There’s “Song for Leonard Peltier” and “Daddy Went to Vietnam,” both of which I love. They’re my favourites. The melody of the Peltier song is haunting, and the chorus to the Vietnam song is absolutely brilliant. It’s inspired. I sing it at least a half-dozen times before I accept that it’s not the one.

Can a flag tell me about the man I never knew?

Can a flag hold my mother like her lover used to do?

Can this flag that flies for every war we’ve ever won

Tell me if my daddy was the winner in Vietnam?

The problem is that Vietnam has been overdone. So has Peltier, for that matter. They’re both sort of dated, too. I need a more current topic to sing about at the interview.

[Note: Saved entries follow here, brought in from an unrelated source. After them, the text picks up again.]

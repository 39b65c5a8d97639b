//! Reduction of a raw accelerometer recording to the feature vector the classifier consumes.

use std::{io, path::Path};

use anyhow::{Context, bail};

/// The amount of features `extract_features` produces.
pub const NUM_FEATURES: usize = 13;

/// Running statistics of a single accelerometer axis.
///
/// Sums are kept in `f64` since the standard deviation comes from `E[v²] - E[v]²`.
#[derive(Debug, Clone, Copy)]
struct AxisStats {
    sum: f64,
    sum_sq: f64,
    min: f32,
    max: f32,
    count: usize,
}

impl Default for AxisStats {
    fn default() -> Self {
        Self {
            sum: 0.,
            sum_sq: 0.,
            min: f32::INFINITY,
            max: f32::NEG_INFINITY,
            count: 0,
        }
    }
}

impl AxisStats {
    fn add(&mut self, v: f32) {
        let v64 = f64::from(v);
        self.sum += v64;
        self.sum_sq += v64 * v64;
        self.min = self.min.min(v);
        self.max = self.max.max(v);
        self.count += 1;
    }

    fn mean(&self) -> f32 {
        (self.sum / self.count as f64) as f32
    }

    /// Population standard deviation.
    fn std_dev(&self) -> f32 {
        let mean = self.sum / self.count as f64;
        (self.sum_sq / self.count as f64 - mean * mean).max(0.).sqrt() as f32
    }

    fn rms(&self) -> f32 {
        (self.sum_sq / self.count as f64).sqrt() as f32
    }

    fn peak_to_peak(&self) -> f32 {
        self.max - self.min
    }
}

/// Reduces a recording of `[ax, ay, az]` samples to its features.
///
/// For each axis, in order, the mean, standard deviation, RMS and peak-to-peak amplitude,
/// followed by the RMS of the acceleration magnitude.
///
/// # Returns
/// `None` if the recording is empty.
pub fn extract_features(samples: &[[f32; 3]]) -> Option<[f32; NUM_FEATURES]> {
    if samples.is_empty() {
        return None;
    }

    let mut axes = [AxisStats::default(); 3];
    let mut magnitude_sum_sq = 0f64;

    for sample in samples {
        for (axis, &v) in axes.iter_mut().zip(sample) {
            axis.add(v);
        }
        magnitude_sum_sq += sample.iter().map(|&v| f64::from(v).powi(2)).sum::<f64>();
    }

    let mut features = [0.; NUM_FEATURES];
    for (chunk, axis) in features.chunks_exact_mut(4).zip(&axes) {
        chunk.copy_from_slice(&[axis.mean(), axis.std_dev(), axis.rms(), axis.peak_to_peak()]);
    }
    features[12] = (magnitude_sum_sq / samples.len() as f64).sqrt() as f32;

    Some(features)
}

/// Reads a recording from a CSV file of `ax,ay,az` rows. The first row is a header.
pub fn read_recording<P: AsRef<Path>>(path: P) -> anyhow::Result<Vec<[f32; 3]>> {
    let path = path.as_ref();
    let file = std::fs::File::open(path)
        .with_context(|| format!("cannot open recording '{}'", path.display()))?;

    parse_recording(file).with_context(|| format!("invalid recording '{}'", path.display()))
}

fn parse_recording<R: io::Read>(reader: R) -> anyhow::Result<Vec<[f32; 3]>> {
    let mut reader = csv::ReaderBuilder::new()
        .has_headers(true)
        .trim(csv::Trim::All)
        .from_reader(reader);

    let mut samples = Vec::new();
    for record in reader.records() {
        let record = record?;
        let line = record.position().map_or(0, |pos| pos.line());

        if record.len() != 3 {
            bail!("line {line}: expected 3 columns, found {}", record.len());
        }

        let mut sample = [0.; 3];
        for (v, field) in sample.iter_mut().zip(record.iter()) {
            *v = field
                .parse()
                .with_context(|| format!("line {line}: '{field}' is not a number"))?;
        }
        samples.push(sample);
    }

    Ok(samples)
}

#[cfg(test)]
mod tests {
    use super::*;

    const TOL: f32 = 1e-5;

    fn assert_close(got: f32, expected: f32) {
        assert!((got - expected).abs() < TOL, "{got} != {expected}");
    }

    #[test]
    fn parses_recording_rows() {
        let csv = "ax,ay,az\n0.1, -0.2, 9.8\n0.0,0.0,9.81\n";
        let samples = parse_recording(csv.as_bytes()).unwrap();

        assert_eq!(samples, vec![[0.1, -0.2, 9.8], [0., 0., 9.81]]);
    }

    #[test]
    fn malformed_recording_rows() {
        assert!(parse_recording("ax,ay,az\n1,2\n".as_bytes()).is_err());
        assert!(parse_recording("ax,ay,az\n1,2,up\n".as_bytes()).is_err());
    }

    #[test]
    fn empty_recording() {
        assert!(extract_features(&[]).is_none());
    }

    #[test]
    fn at_rest_on_the_table() {
        let samples = [[0., 0., 9.81]; 50];
        let features = extract_features(&samples).unwrap();

        assert_eq!(&features[..8], &[0.; 8]);
        assert_close(features[8], 9.81);
        assert_close(features[9], 0.);
        assert_close(features[10], 9.81);
        assert_close(features[11], 0.);
        assert_close(features[12], 9.81);
    }

    #[test]
    fn per_axis_statistics() {
        let samples = [[1., -2., 0.], [3., 2., 0.]];
        let features = extract_features(&samples).unwrap();

        // x: mean 2, std 1, rms sqrt(5), p2p 2
        assert_close(features[0], 2.);
        assert_close(features[1], 1.);
        assert_close(features[2], 5f32.sqrt());
        assert_close(features[3], 2.);
        // y: mean 0, std 2, rms 2, p2p 4
        assert_close(features[4], 0.);
        assert_close(features[5], 2.);
        assert_close(features[6], 2.);
        assert_close(features[7], 4.);
        // |a|² is 5 and 13
        assert_close(features[12], 9f32.sqrt());
    }
}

“Miss a Meal for Mozambique” might do the trick, except that it’s not particularly subtle. A good song shouldn’t whack you over the head with its message. When I get to the last four lines of the refrain, I’m almost embarrassed. It’s not very subtle at all.

Miss a meal for Mozambique

And stop a baby’s crying

Miss a meal for Mozambique

And stop humanity - humanity - from dying.

But then “Hear the Cries,” about the persecution of Buddhist monks by the Chinese in Tibet – it’s too subtle. Will the committee know what it’s about? I refer to the monks as butterflies getting caught in a net of hate. It could mean anything, really.

“Holding Hands,” I think, is probably safest. Because it’s vague, and it’s meant to be vague. It’s just a song about general world peace.

Holding hands

Reaching out for others in other lands

Caring for your brothers

And holding their hands!

Brothers. The women on the committee could be offended. I have to scrap “Holding Hands.” In fact, it might be a good idea to write a whole new song for the interview.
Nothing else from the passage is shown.